Al tratar lo grave de la situación venezolana, tanto desde la Comisión como desde el Parlamento Europeo, se ha hecho referencia en estos días a la necesidad de concertación con Estados Unidos. En torno al escenario posterior a las no reconocidas elecciones legislativas y la posición acordada por los gobiernos europeos, el debate en la Eurocámara ha dejado ver las desavenencias entre los gobiernos y entre estos y los grupos parlamentarios, particularmente sobre el trato a los diputados de la Asamblea Nacional legítimamente elegida en 2015. Sin embargo, también son notables los acuerdos sobre lo compartido por los gobiernos europeos, expresado por Borrell el 6 de enero y reiterado el 19 ante los parlamentarios con tres referencias fundamentales que perfilan la atención y posición del conjunto europeo: lo complejo la crisis venezolana y la extensión de sus plazos (“Es evidente que las dificultades son grandes. Queda mucho camino por recorrer”); el apoyo a una solución negociada no obstante sus bien conocidas dificultades (“… la única salida duradera a los graves problemas de Venezuela será una que sea políticamente dialogada, integradora, pacífica, con la participación de todos los actores políticos de la sociedad civil”); la convicción de que la posibilidad de esa solución pactada depende de la voluntad de diálogo y concesiones nacionales y de la unidad opositora, política y social, sin dejar de reconocer y denunciar las amenazas y la represión a las que está sujeta (“Tuvimos que reclamar esa unidad de acción en los meses previos a las elecciones y seguiremos exigiendo el fin de las amenazas contra la oposición, las persistentes violaciones de derechos humanos y que se dé protección a los actores de la sociedad civil, que cada día trabajan para proveer a decenas de miles de personas de servicios esenciales para su supervivencia); la necesaria contribución de incentivos internacionales, entre ellos los de Estados Unidos (“…aparte de reiterar la felicitación al nuevo presidente— esperar que podamos compartir con la nueva administración americana —un socio imprescindible— esfuerzos para promover esta solución pacífica, dialogada e integradora que necesita Venezuela”), y del trabajo con otros actores democráticos, como los que conforman el Grupo Internacional de Contacto y el Grupo de Lima.

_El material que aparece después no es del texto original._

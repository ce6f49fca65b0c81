//! Export of a verified record as a downloadable identity card.

pub mod json;

use chrono::{DateTime, Utc};
use serde::Serialize;
use std::path::PathBuf;
use thiserror::Error;

use crate::core::identity::VerificationRecord;

pub use json::JsonCardExporter;

pub const CARD_TITLE: &str = "KYC VERIFIED STATUS";
pub const CARD_BADGE: &str = "KYC CONFIRMED";
pub const CARD_FOOTER: &str = "BLOCKCHAIN SECURED • IMMUTABLE • DECENTRALIZED";

#[derive(Debug, Error)]
pub enum ExportError {
    #[error("Failed to render card: {0}")]
    Render(String),

    #[error("Failed to write card: {0}")]
    Write(#[from] std::io::Error),
}

/// What the card shows when the record has no photo.
#[derive(Debug, Clone, PartialEq, Eq, Serialize)]
#[serde(tag = "kind", content = "value", rename_all = "camelCase")]
pub enum CardImage {
    Photo(String),
    /// QR code encoding the fingerprint.
    QrCode(String),
}

#[derive(Debug, Clone, PartialEq, Eq, Serialize)]
#[serde(rename_all = "camelCase")]
pub struct ExportPayload {
    pub title: &'static str,
    pub badge: &'static str,
    pub full_name: String,
    pub dob: String,
    pub gender: String,
    pub phone: Option<String>,
    pub image: CardImage,
    pub fingerprint: String,
    pub fingerprint_short: String,
    pub footer: &'static str,
    pub verified_at: DateTime<Utc>,
    pub file_stem: String,
}

impl ExportPayload {
    pub fn from_record(record: &VerificationRecord) -> Self {
        let image = match &record.photo_url {
            Some(url) => CardImage::Photo(url.clone()),
            None => CardImage::QrCode(record.fingerprint.to_string()),
        };

        Self {
            title: CARD_TITLE,
            badge: CARD_BADGE,
            full_name: record.full_name.clone(),
            dob: record.dob.clone(),
            gender: record.gender.clone(),
            phone: record.phone.clone(),
            image,
            fingerprint: record.fingerprint.to_string(),
            fingerprint_short: record.fingerprint.abbreviated(),
            footer: CARD_FOOTER,
            verified_at: record.verified_at,
            file_stem: format!("SmartID-{}", sanitize_file_name(&record.full_name)),
        }
    }
}

/// Where a rendered card ended up.
#[derive(Debug, Clone, PartialEq, Eq)]
pub struct ExportArtifact {
    pub path: PathBuf,
    pub size: usize,
}

/// Renders a card from a payload. Called synchronously by the workflow.
#[cfg_attr(test, mockall::automock)]
pub trait ExportService: Send + Sync {
    fn render(&self, payload: &ExportPayload) -> Result<ExportArtifact, ExportError>;
}

fn sanitize_file_name(name: &str) -> String {
    let cleaned: String = name
        .chars()
        .map(|c| match c {
            '/' | '\\' | ':' | '*' | '?' | '"' | '<' | '>' | '|' => '_',
            c if c.is_control() => '_',
            c => c,
        })
        .collect();
    let cleaned = cleaned.trim().trim_start_matches('.');
    if cleaned.is_empty() {
        "unnamed".to_string()
    } else {
        cleaned.to_string()
    }
}
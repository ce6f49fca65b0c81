// src/utils/metrics.rs
use serde::Serialize;
use std::sync::atomic::{AtomicU64, Ordering};
use tokio::time::{Duration, Instant};

/// Counters for the verification workflow. Shared between the controller and
/// whoever wants to report on it.
pub struct WorkflowMetrics {
    start_time: Instant,
    submissions: AtomicU64,
    verified: AtomicU64,
    not_found: AtomicU64,
    connection_errors: AtomicU64,
    superseded: AtomicU64,
    exports: AtomicU64,
    export_failures: AtomicU64,
    lookups: AtomicU64,
    lookup_time_micros: AtomicU64,
}

#[derive(Debug, Clone, Copy, PartialEq, Eq, Serialize)]
pub struct MetricsSnapshot {
    pub submissions: u64,
    pub verified: u64,
    pub not_found: u64,
    pub connection_errors: u64,
    pub superseded: u64,
    pub exports: u64,
    pub export_failures: u64,
    pub lookups: u64,
    pub lookup_time_micros: u64,
}

impl WorkflowMetrics {
    pub fn new() -> Self {
        Self {
            start_time: Instant::now(),
            submissions: AtomicU64::new(0),
            verified: AtomicU64::new(0),
            not_found: AtomicU64::new(0),
            connection_errors: AtomicU64::new(0),
            superseded: AtomicU64::new(0),
            exports: AtomicU64::new(0),
            export_failures: AtomicU64::new(0),
            lookups: AtomicU64::new(0),
            lookup_time_micros: AtomicU64::new(0),
        }
    }

    pub fn record_submission(&self) {
        self.submissions.fetch_add(1, Ordering::SeqCst);
    }

    pub fn record_verified(&self) {
        self.verified.fetch_add(1, Ordering::SeqCst);
    }

    pub fn record_not_found(&self) {
        self.not_found.fetch_add(1, Ordering::SeqCst);
    }

    pub fn record_connection_error(&self) {
        self.connection_errors.fetch_add(1, Ordering::SeqCst);
    }

    pub fn record_superseded(&self) {
        self.superseded.fetch_add(1, Ordering::SeqCst);
    }

    pub fn record_export(&self, success: bool) {
        self.exports.fetch_add(1, Ordering::SeqCst);
        if !success {
            self.export_failures.fetch_add(1, Ordering::SeqCst);
        }
    }

    /// Time spent in ledger calls for one attempt that resolved the state.
    pub fn record_lookup(&self, duration: Duration) {
        self.lookups.fetch_add(1, Ordering::SeqCst);
        self.lookup_time_micros
            .fetch_add(duration.as_micros() as u64, Ordering::SeqCst);
    }

    pub fn snapshot(&self) -> MetricsSnapshot {
        MetricsSnapshot {
            submissions: self.submissions.load(Ordering::SeqCst),
            verified: self.verified.load(Ordering::SeqCst),
            not_found: self.not_found.load(Ordering::SeqCst),
            connection_errors: self.connection_errors.load(Ordering::SeqCst),
            superseded: self.superseded.load(Ordering::SeqCst),
            exports: self.exports.load(Ordering::SeqCst),
            export_failures: self.export_failures.load(Ordering::SeqCst),
            lookups: self.lookups.load(Ordering::SeqCst),
            lookup_time_micros: self.lookup_time_micros.load(Ordering::SeqCst),
        }
    }

    pub fn log_summary(&self) {
        let snapshot = self.snapshot();
        tracing::info!(
            uptime_secs = self.start_time.elapsed().as_secs(),
            submissions = snapshot.submissions,
            verified = snapshot.verified,
            not_found = snapshot.not_found,
            connection_errors = snapshot.connection_errors,
            superseded = snapshot.superseded,
            exports = snapshot.exports,
            export_failures = snapshot.export_failures,
            lookups = snapshot.lookups,
            avg_lookup_micros = snapshot.average_lookup_micros(),
            "Workflow metrics"
        );
    }
}

impl Default for WorkflowMetrics {
    fn default() -> Self {
        Self::new()
    }
}

impl MetricsSnapshot {
    /// Average time spent in ledger calls per recorded lookup.
    pub fn average_lookup_micros(&self) -> u64 {
        if self.lookups == 0 {
            0
        } else {
            self.lookup_time_micros / self.lookups
        }
    }
}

Lo más preciso que hasta ahora se ha señalado sobre la política a seguir ante la crisis venezolana por el gobierno de Joe Biden fue lo declarado por el ahora ya juramentado secretario de Estado, Antony Blinken, en la Audiencia de Confirmación en el Comité de Asuntos Exteriores del Senado del mismo 19 de enero. Pese a lo comprensiblemente sobrio de sus respuestas al senador republicano Marco Rubio, reiteró las coincidencias, asomó ajustes e insistió en el intercambio de ideas en el Senado, que se traduciría en el cuidado de la sustentación bipartidista en la atención a la crisis venezolana. En lo dicho por Blinken hay el esbozo de una política en tres trazos: la consideración del gobierno de Maduro como régimen de facto de un dictador brutal, la continuidad del reconocimiento de la legislatura de 2015 y del gobierno interino; la centralidad del propósito de restablecimiento de la democracia en Venezuela, comenzando por elecciones libres; la urgencia de hacer una evaluación de la estrategia que no ha producido ese resultado, para lo cual se propone procurar mayor y más fuerte coordinación y cooperación con otros países democráticos, la importancia de una más efectiva focalización de las sanciones y la necesidad de prestar mayor atención a la emergencia humanitaria y a los migrantes.
Así descritas las posiciones y propuestas sobre la situación venezolana expuestas en días recientes, en el complejo desafío venezolano hay una buena oportunidad para la coordinación de políticas e iniciativas entre Bruselas y Washington… con los demócratas venezolanos.